I'm running a new MSI GP76 leopard gaming laptop and I'm trying to configure it so that it runs cool under load. So far I've undervolted it in the BIOS to -77mv and I plan to possibly underclock depending on the thermals. I don't mind sacrificing some performance just so that I can stay cool(75c and under while gaming). So I found a video on YouTube of a guy with the same processor as mine(i7-11800H) showing his ThrottleStop config and when he ran the TS Bench, his system did not thermal throttle at all while reaching max frequency(42GHz). I copied his exact TS setup but my system could not reach max frequency because it kept thermal throttling. Here's a link to the guy's video - 







 and he runs the TS Bench at 7mins 10secs. Here's mine just throttling away:




So my question is, how can I achieve what this man has? What else could he have configured that is allowing is his system to reach max freq while maintaining low temps??


----------



## rethcirE (Nov 13, 2021)

Different/better thermal paste will make a world of difference.


----------



## unclewebb (Nov 13, 2021)

Your screenshot shows two cores at 74C, one core is at 91C and the other one is at 93C. Either the thermal paste is bad or the heatsink is not flat. For maximum performance, you have to disassemble your laptop and have a good look at the heatsink. A straight edge might show a problem.


----------



## Tukanderson (Nov 13, 2021)

Could there be something else that you can think of that may be the issue here? I upgraded the RAM and installed an additional SSD and I'm so not looking forward to opening up this laptop again because it was a struggle to say the least. Please tell me there's something else I can check program wise.


----------



## unclewebb (Nov 13, 2021)

Large temperature variations are usually caused by thermal paste, a bad heatsink or someone did a poor job installing the heatsink. 

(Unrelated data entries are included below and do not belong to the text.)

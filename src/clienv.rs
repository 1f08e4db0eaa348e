use std::path::PathBuf;

const TREX_MASTER_LOG_DIR: &str = "TREX_MASTER_LOG_DIR";
const TREX_MASTER_TMP_DIR: &str = "TREX_MASTER_TMP_DIR";
const TREX_MASTER_TEMP_ROOT: &str = "TREX_MASTER_TEMP_ROOT";

const DEFAULT_LOG_DIR: &str = "/var/log/trex";
const DEFAULT_TMP_DIR: &str = "/tmp/trex-tmp";
const DEFAULT_TEMP_ROOT: &str = "/tmp";

pub const MASTER_LOG_FILE: &str = "master_daemon.log";
pub const MASTER_LOG_BACKUP: &str = "master_daemon.log_bu";

fn env_opt(key: &str) -> Option<String> {
    std::env::var(key).ok().filter(|v| !v.trim().is_empty())
}

/// Log directory ($TREX_MASTER_LOG_DIR or /var/log/trex)
pub fn log_dir() -> PathBuf {
    let dir = env_opt(TREX_MASTER_LOG_DIR)
        .map(PathBuf::from)
        .unwrap_or_else(|| PathBuf::from(DEFAULT_LOG_DIR));
    tracing::trace!(dir = %dir.display(), "Resolved log directory");
    dir
}

/// Update staging directory ($TREX_MASTER_TMP_DIR or /tmp/trex-tmp)
pub fn tmp_dir() -> PathBuf {
    let dir = env_opt(TREX_MASTER_TMP_DIR)
        .map(PathBuf::from)
        .unwrap_or_else(|| PathBuf::from(DEFAULT_TMP_DIR));
    tracing::trace!(dir = %dir.display(), "Resolved staging directory");
    dir
}

/// Temporary root the installation directory may live under ($TREX_MASTER_TEMP_ROOT or /tmp)
pub fn temp_root() -> PathBuf {
    let dir = env_opt(TREX_MASTER_TEMP_ROOT)
        .map(PathBuf::from)
        .unwrap_or_else(|| PathBuf::from(DEFAULT_TEMP_ROOT));
    tracing::trace!(dir = %dir.display(), "Resolved temp root");
    dir
}
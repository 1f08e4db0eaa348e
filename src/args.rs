use clap::{Parser, ValueEnum};
use std::path::PathBuf;
use trex_master::config::{
    DEFAULT_MASTER_PORT, DEFAULT_STL_RPC_PROXY_PORT, DEFAULT_TREX_DAEMON_PORT,
};

#[derive(Parser)]
#[command(name = "trex-master")]
#[command(version)]
#[command(
    about = "Runs the master daemon that can start/stop the TRex daemons or update the TRex version",
    long_about = None
)]
pub(crate) struct Cli {
    /// Action applied to the selected daemon
    #[arg(value_enum)]
    pub action: Action,

    /// Daemon to act on: master_daemon, trex_daemon_server or stl_rpc_proxy
    #[arg(
        long = "type",
        visible_alias = "daemon-type",
        alias = "daemon_type",
        value_name = "DAEMON_TYPE",
        default_value = "master_daemon"
    )]
    pub daemon_type: String,

    /// Port of the master daemon control plane
    #[arg(short = 'p', long, default_value_t = DEFAULT_MASTER_PORT)]
    pub master_port: u16,

    /// Port of the TRex daemon server
    #[arg(long, default_value_t = DEFAULT_TREX_DAEMON_PORT)]
    pub trex_daemon_port: u16,

    /// Port of the stateless RPC proxy
    #[arg(long, default_value_t = DEFAULT_STL_RPC_PROXY_PORT)]
    pub stl_rpc_proxy_port: u16,

    /// TRex installation directory (default: current directory)
    #[arg(short = 'd', long)]
    pub trex_dir: Option<PathBuf>,

    /// Allow the control plane to replace the installation
    #[arg(long)]
    pub allow_update: bool,

    /// TOML file overriding the worker/proxy commands
    #[arg(long)]
    pub config: Option<PathBuf>,

    /// Directory the operator launched from (set for the serve child)
    #[arg(long, hide = true)]
    pub launch_dir: Option<PathBuf>,

    #[arg(long, hide = true)]
    pub log_dir: Option<PathBuf>,

    #[arg(long, hide = true)]
    pub tmp_dir: Option<PathBuf>,

    #[arg(long, hide = true)]
    pub temp_root: Option<PathBuf>,

    /// Registry tag reserved by `hold`
    #[arg(long, hide = true)]
    pub tag: Option<String>,

    /// Command `hold` replaces itself with
    #[arg(last = true, hide = true)]
    pub command: Vec<String>,
}

#[derive(Clone, Copy, PartialEq, Eq, ValueEnum)]
pub(crate) enum Action {
    Start,
    Stop,
    Show,
    Restart,
    /// Run the master daemon in the foreground
    #[value(hide = true)]
    Serve,
    /// Reserve a tag, then exec the command after `--`
    #[value(hide = true)]
    Hold,
}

You can use ThrottleStop to slow your CPU down, you can ignore this problem or you can take your laptop apart and try to fix this problem. It takes some people multiple attempts before they get the paste right. This procedure is critical so it is best if you do it yourself.


----------



## Tukanderson (Nov 13, 2021)

unclewebb said:


> Large temperature variations are usually caused by thermal paste, a bad heatsink or someone did a poor job installing the heatsink.
> 
> You can use ThrottleStop to slow your CPU down, you can ignore this problem or you can take your laptop apart and try to fix this problem. It takes some people multiple attempts before they get the paste right. This procedure is critical so it is best if you do it yourself.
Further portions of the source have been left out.